*EXERCISE BRIEF*
In the data below, locate each line with the word "NoParametersAvailable" and list it.

[Dataset entries]
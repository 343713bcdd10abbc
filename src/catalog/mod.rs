//! Partition Catalog
//!
//! Static description of which parameters the client knows about, grouped
//! into partitions that are discovered independently. The catalog is built
//! once per client from the firmware's API version and never mutated.

mod params;

use serde::{Deserialize, Serialize};
use std::fmt;
use std::str::FromStr;

use crate::error::{BsbLanError, BsbLanResult};
use params::ParamTable;

/// A heating circuit on the controller
#[derive(Debug, Clone, Copy, Default, PartialEq, Eq, Hash, PartialOrd, Ord, Serialize, Deserialize)]
pub enum Circuit {
    #[default]
    One,
    Two,
    Three,
}

impl Circuit {
    pub const ALL: [Circuit; 3] = [Circuit::One, Circuit::Two, Circuit::Three];

    pub fn number(self) -> u8 {
        match self {
            Circuit::One => 1,
            Circuit::Two => 2,
            Circuit::Three => 3,
        }
    }

    /// Parameter written to change the comfort setpoint.
    pub fn target_temperature_id(self) -> &'static str {
        match self {
            Circuit::One => "710",
            Circuit::Two => "1010",
            Circuit::Three => "1310",
        }
    }

    /// Parameter written to change the operating mode; also used to detect the circuit.
    pub fn hvac_mode_id(self) -> &'static str {
        match self {
            Circuit::One => "700",
            Circuit::Two => "1000",
            Circuit::Three => "1300",
        }
    }
}

impl TryFrom<u8> for Circuit {
    type Error = BsbLanError;

    fn try_from(value: u8) -> BsbLanResult<Self> {
        match value {
            1 => Ok(Circuit::One),
            2 => Ok(Circuit::Two),
            3 => Ok(Circuit::Three),
            other => Err(BsbLanError::InvalidCircuit(other)),
        }
    }
}

/// How often values in a partition are expected to change.
/// Used by callers to pick polling intervals; discovery ignores it.
#[derive(Debug, Clone, Copy, PartialEq, Eq, Serialize, Deserialize)]
#[serde(rename_all = "snake_case")]
pub enum Volatility {
    Fast,
    Slow,
    Static,
}

/// A unit of independent discovery
#[derive(Debug, Clone, Copy, PartialEq, Eq, Hash, PartialOrd, Ord)]
pub enum Partition {
    Heating(Circuit),
    StaticValues(Circuit),
    Device,
    Sensor,
    HotWaterEssential,
    HotWaterConfig,
    HotWaterSchedule,
}

impl Partition {
    pub const ALL: [Partition; 11] = [
        Partition::Heating(Circuit::One),
        Partition::Heating(Circuit::Two),
        Partition::Heating(Circuit::Three),
        Partition::StaticValues(Circuit::One),
        Partition::StaticValues(Circuit::Two),
        Partition::StaticValues(Circuit::Three),
        Partition::Device,
        Partition::Sensor,
        Partition::HotWaterEssential,
        Partition::HotWaterConfig,
        Partition::HotWaterSchedule,
    ];

    /// Stable string key, used in logs, errors and device profiles.
    pub fn key(&self) -> &'static str {
        match self {
            Partition::Heating(Circuit::One) => "heating",
            Partition::Heating(Circuit::Two) => "heating_circuit2",
            Partition::Heating(Circuit::Three) => "heating_circuit3",
            Partition::StaticValues(Circuit::One) => "static_values",
            Partition::StaticValues(Circuit::Two) => "static_values_circuit2",
            Partition::StaticValues(Circuit::Three) => "static_values_circuit3",
            Partition::Device => "device",
            Partition::Sensor => "sensor",
            Partition::HotWaterEssential => "essential",
            Partition::HotWaterConfig => "config",
            Partition::HotWaterSchedule => "schedule",
        }
    }

    pub fn volatility(&self) -> Volatility {
        match self {
            Partition::Heating(_) | Partition::Sensor | Partition::HotWaterEssential => {
                Volatility::Fast
            }
            Partition::HotWaterConfig | Partition::HotWaterSchedule => Volatility::Slow,
            Partition::StaticValues(_) | Partition::Device => Volatility::Static,
        }
    }

    pub(crate) fn index(&self) -> usize {
        match self {
            Partition::Heating(c) => c.number() as usize - 1,
            Partition::StaticValues(c) => 2 + c.number() as usize,
            Partition::Device => 6,
            Partition::Sensor => 7,
            Partition::HotWaterEssential => 8,
            Partition::HotWaterConfig => 9,
            Partition::HotWaterSchedule => 10,
        }
    }
}

impl fmt::Display for Partition {
    fn fmt(&self, f: &mut fmt::Formatter<'_>) -> fmt::Result {
        f.write_str(self.key())
    }
}

impl FromStr for Partition {
    type Err = BsbLanError;

    fn from_str(s: &str) -> BsbLanResult<Self> {
        Partition::ALL
            .into_iter()
            .find(|p| p.key() == s)
            .ok_or_else(|| BsbLanError::UnknownPartition(s.to_string()))
    }
}

/// API generation spoken by the device firmware
#[derive(Debug, Clone, Copy, PartialEq, Eq, Serialize, Deserialize)]
#[serde(rename_all = "lowercase")]
pub enum ApiVersion {
    V1,
    V3,
}

impl ApiVersion {
    /// Map a firmware version string such as `3.1.2-20230101` to its API.
    /// Firmware below 1.2.0 speaks v1, 3.0.0 and later speaks v3.
    pub fn from_firmware(version: &str) -> BsbLanResult<Self> {
        let parsed = parse_version(version)
            .ok_or_else(|| BsbLanError::UnsupportedVersion(version.to_string()))?;

        if parsed < (1, 2, 0) {
            Ok(ApiVersion::V1)
        } else if parsed >= (3, 0, 0) {
            Ok(ApiVersion::V3)
        } else {
            Err(BsbLanError::UnsupportedVersion(version.to_string()))
        }
    }
}

fn parse_version(version: &str) -> Option<(u32, u32, u32)> {
    let core = version.trim().split(['-', '+', ' ']).next()?;
    let mut parts = core.split('.').map(|p| p.parse::<u32>());

    let major = parts.next()?.ok()?;
    let minor = parts.next().transpose().ok()?.unwrap_or(0);
    let patch = parts.next().transpose().ok()?.unwrap_or(0);
    Some((major, minor, patch))
}

/// Candidate parameters of one partition, in catalog order
#[derive(Debug, Clone)]
pub struct PartitionSpec {
    pub partition: Partition,
    candidates: Vec<(&'static str, &'static str)>,
}

impl PartitionSpec {
    fn build(partition: Partition, tables: &[ParamTable]) -> Self {
        let candidates = tables.iter().flat_map(|t| t.iter().copied()).collect();
        Self { partition, candidates }
    }

    pub fn candidates(&self) -> &[(&'static str, &'static str)] {
        &self.candidates
    }

    pub fn candidate_ids(&self) -> Vec<String> {
        self.candidates.iter().map(|(id, _)| id.to_string()).collect()
    }

    pub fn name_of(&self, id: &str) -> Option<&'static str> {
        self.candidates.iter().find(|(cid, _)| *cid == id).map(|(_, name)| *name)
    }

    pub fn id_of(&self, name: &str) -> Option<&'static str> {
        self.candidates.iter().find(|(_, cname)| *cname == name).map(|(id, _)| *id)
    }

    pub fn len(&self) -> usize {
        self.candidates.len()
    }

    pub fn is_empty(&self) -> bool {
        self.candidates.is_empty()
    }
}

/// The full catalog for one API version
#[derive(Debug, Clone)]
pub struct Catalog {
    version: ApiVersion,
    specs: Vec<PartitionSpec>,
}

impl Catalog {
    pub fn for_version(version: ApiVersion) -> Self {
        let specs = Partition::ALL
            .iter()
            .map(|&partition| PartitionSpec::build(partition, &Self::tables(partition, version)))
            .collect();
        Self { version, specs }
    }

    fn tables(partition: Partition, version: ApiVersion) -> Vec<ParamTable> {
        use params::*;
        let v3 = version == ApiVersion::V3;

        match partition {
            Partition::Heating(Circuit::One) => {
                if v3 {
                    vec![HEATING_CIRCUIT1, HEATING_CIRCUIT1_V3]
                } else {
                    vec![HEATING_CIRCUIT1]
                }
            }
            Partition::Heating(Circuit::Two) => {
                if v3 {
                    vec![HEATING_CIRCUIT2, HEATING_CIRCUIT2_V3]
                } else {
                    vec![HEATING_CIRCUIT2]
                }
            }
            Partition::Heating(Circuit::Three) => {
                if v3 {
                    vec![HEATING_CIRCUIT3, HEATING_CIRCUIT3_V3]
                } else {
                    vec![HEATING_CIRCUIT3]
                }
            }
            Partition::StaticValues(Circuit::One) => {
                let max_temp = if v3 {
                    STATIC_CIRCUIT1_V3
                } else {
                    STATIC_CIRCUIT1_V1
                };
                vec![STATIC_CIRCUIT1, max_temp]
            }
            Partition::StaticValues(Circuit::Two) => {
                let max_temp = if v3 {
                    STATIC_CIRCUIT2_V3
                } else {
                    STATIC_CIRCUIT2_V1
                };
                vec![STATIC_CIRCUIT2, max_temp]
            }
            Partition::StaticValues(Circuit::Three) => {
                let max_temp = if v3 {
                    STATIC_CIRCUIT3_V3
                } else {
                    STATIC_CIRCUIT3_V1
                };
                vec![STATIC_CIRCUIT3, max_temp]
            }
            Partition::Device => vec![DEVICE],
            Partition::Sensor => vec![SENSOR],
            Partition::HotWaterEssential => vec![HOT_WATER_ESSENTIAL],
            Partition::HotWaterConfig => vec![HOT_WATER_CONFIG],
            Partition::HotWaterSchedule => vec![HOT_WATER_SCHEDULE],
        }
    }

    pub fn version(&self) -> ApiVersion {
        self.version
    }

    /// Every partition is present, so lookup cannot miss.
    pub fn spec(&self, partition: Partition) -> &PartitionSpec {
        &self.specs[partition.index()]
    }

    pub fn specs(&self) -> impl Iterator<Item = &PartitionSpec> {
        self.specs.iter()
    }

    /// Resolve a semantic name to the first matching parameter ID.
    pub fn find_id(&self, name: &str) -> Option<&'static str> {
        self.specs.iter().find_map(|spec| spec.id_of(name))
    }
}
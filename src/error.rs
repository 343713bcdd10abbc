//! Error taxonomy for the BSB-LAN client.

use thiserror::Error;

pub type BsbLanResult<T> = Result<T, BsbLanError>;

#[derive(Debug, Error)]
pub enum BsbLanError {
    #[error("timeout occurred while connecting to BSB-LAN device")]
    Timeout,

    #[error("error occurred while connecting to BSB-LAN device: {0}")]
    Connection(String),

    #[error("authentication failed, check username and password")]
    Auth,

    #[error("unexpected response from BSB-LAN device: {0}")]
    InvalidResponse(String),

    /// The device answered the discovery probe but supports none of the candidates.
    #[error("no parameters available for partition '{partition}'")]
    NoParametersAvailable { partition: String },

    #[error("no valid parameters found for partition '{partition}'")]
    NoValidParameters { partition: String },

    #[error("unknown partition key '{0}'")]
    UnknownPartition(String),

    #[error("unsupported firmware version '{0}'")]
    UnsupportedVersion(String),

    #[error("firmware version not available")]
    MissingFirmwareVersion,

    #[error("invalid circuit {0}, expected 1, 2 or 3")]
    InvalidCircuit(u8),

    #[error("invalid values provided: {0}")]
    InvalidParameter(String),

    #[error("none of the included parameters belong to this section")]
    InvalidInclude,

    #[error("no parameter IDs provided")]
    NoParameterIds,

    #[error("could not resolve any parameter names: {0}")]
    UnresolvedNames(String),

    #[error("no state provided")]
    NoState,

    #[error("only one parameter can be set per request")]
    MultipleParameters,

    #[error("no schedule provided")]
    NoSchedule,

    #[error("temperature range not initialized for circuit {0}")]
    TemperatureRangeUnavailable(u8),

    #[error("invalid time slot: {0}")]
    InvalidTimeSlot(String),

    #[error("configuration error: {0}")]
    Config(String),

    #[error(transparent)]
    Io(#[from] std::io::Error),

    #[error(transparent)]
    Json(#[from] serde_json::Error),

    #[error(transparent)]
    Yaml(#[from] serde_yaml::Error),
}

impl BsbLanError {
    /// Whether the request never produced a usable response.
    /// These are never cached and are retryable on the next call.
    pub fn is_transport(&self) -> bool {
        matches!(
            self,
            BsbLanError::Timeout
                | BsbLanError::Connection(_)
                | BsbLanError::Auth
                | BsbLanError::InvalidResponse(_)
        )
    }
}

impl From<reqwest::Error> for BsbLanError {
    fn from(err: reqwest::Error) -> Self {
        if err.is_timeout() {
            BsbLanError::Timeout
        } else if err.status() == Some(reqwest::StatusCode::UNAUTHORIZED) {
            BsbLanError::Auth
        } else if err.is_decode() {
            BsbLanError::InvalidResponse(err.to_string())
        } else {
            BsbLanError::Connection(err.to_string())
        }
    }
}

#[cfg(test)]
mod tests {
    use super::*;

    #[test]
    fn test_transport_classification() {
        assert!(BsbLanError::Timeout.is_transport());
        assert!(BsbLanError::Connection("refused".into()).is_transport());
        assert!(BsbLanError::InvalidResponse("not json".into()).is_transport());
        let empty = BsbLanError::NoParametersAvailable {
            partition: "essential".into(),
        };
        assert!(!empty.is_transport());
        assert!(!BsbLanError::InvalidInclude.is_transport());
    }

    #[test]
    fn test_messages_name_the_partition() {
        let err = BsbLanError::NoParametersAvailable { partition: "essential".into() };
        assert_eq!(err.to_string(), "no parameters available for partition 'essential'");

        let err = BsbLanError::UnknownPartition("bogus".into());
        assert!(err.to_string().contains("bogus"));
    }
}
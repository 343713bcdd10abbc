//! Device Transport
//!
//! The request/response boundary of the client. Discovery and the accessor
//! facade only ever talk to a `Transport`, so tests and alternative
//! back-ends can be injected in place of the HTTP implementation.

mod http;

pub use http::HttpTransport;

use async_trait::async_trait;
use serde::{Deserialize, Serialize};
use serde_json::Value;

use crate::error::BsbLanResult;

/// Decoded `/JQ` body: parameter ID to raw entry
pub type RawResponse = serde_json::Map<String, Value>;

/// Body of a `/JS` write request
#[derive(Debug, Clone, Serialize, Deserialize, PartialEq)]
pub struct SetRequest {
    #[serde(rename = "Parameter")]
    pub parameter: String,
    #[serde(rename = "Value", skip_serializing_if = "Option::is_none")]
    pub value: Option<String>,
    #[serde(rename = "EnumValue", skip_serializing_if = "Option::is_none")]
    pub enum_value: Option<i64>,
    /// "1" performs the write; "0" only checks that it would be accepted
    #[serde(rename = "Type")]
    pub kind: String,
}

impl SetRequest {
    pub fn value(parameter: impl Into<String>, value: impl Into<String>) -> Self {
        Self {
            parameter: parameter.into(),
            value: Some(value.into()),
            enum_value: None,
            kind: "1".to_string(),
        }
    }

    pub fn enum_value(parameter: impl Into<String>, value: i64) -> Self {
        Self {
            parameter: parameter.into(),
            value: None,
            enum_value: Some(value),
            kind: "1".to_string(),
        }
    }
}

#[async_trait]
pub trait Transport: Send + Sync {
    /// Batched parameter query (`/JQ`) for the given IDs
    async fn query(&self, ids: &[String]) -> BsbLanResult<RawResponse>;

    /// Controller identity and firmware (`/JI`)
    async fn device_info(&self) -> BsbLanResult<Value>;

    /// Parameter write (`/JS`)
    async fn set(&self, request: &SetRequest) -> BsbLanResult<Value>;

    /// INF telegram (`GET /I{parameter}={value}`): pushes a value the
    /// controller would otherwise receive from a room unit.
    async fn inf_telegram(&self, parameter: &str, value: &str) -> BsbLanResult<()>;
}

#[cfg(test)]
mod tests {
    use super::*;
    use serde_json::json;

    #[test]
    fn test_set_request_body_shape() {
        let body = serde_json::to_value(SetRequest::value("1610", "60.0")).unwrap();
        assert_eq!(body, json!({"Parameter": "1610", "Value": "60.0", "Type": "1"}));

        let body = serde_json::to_value(SetRequest::enum_value("700", 3)).unwrap();
        assert_eq!(body, json!({"Parameter": "700", "EnumValue": 3, "Type": "1"}));
    }
}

*SOLUTION TO THIS TASK*
    NoParametersAvailable { partition: String },
        let empty = BsbLanError::NoParametersAvailable {
        let err = BsbLanError::NoParametersAvailable { partition: "essential".into() };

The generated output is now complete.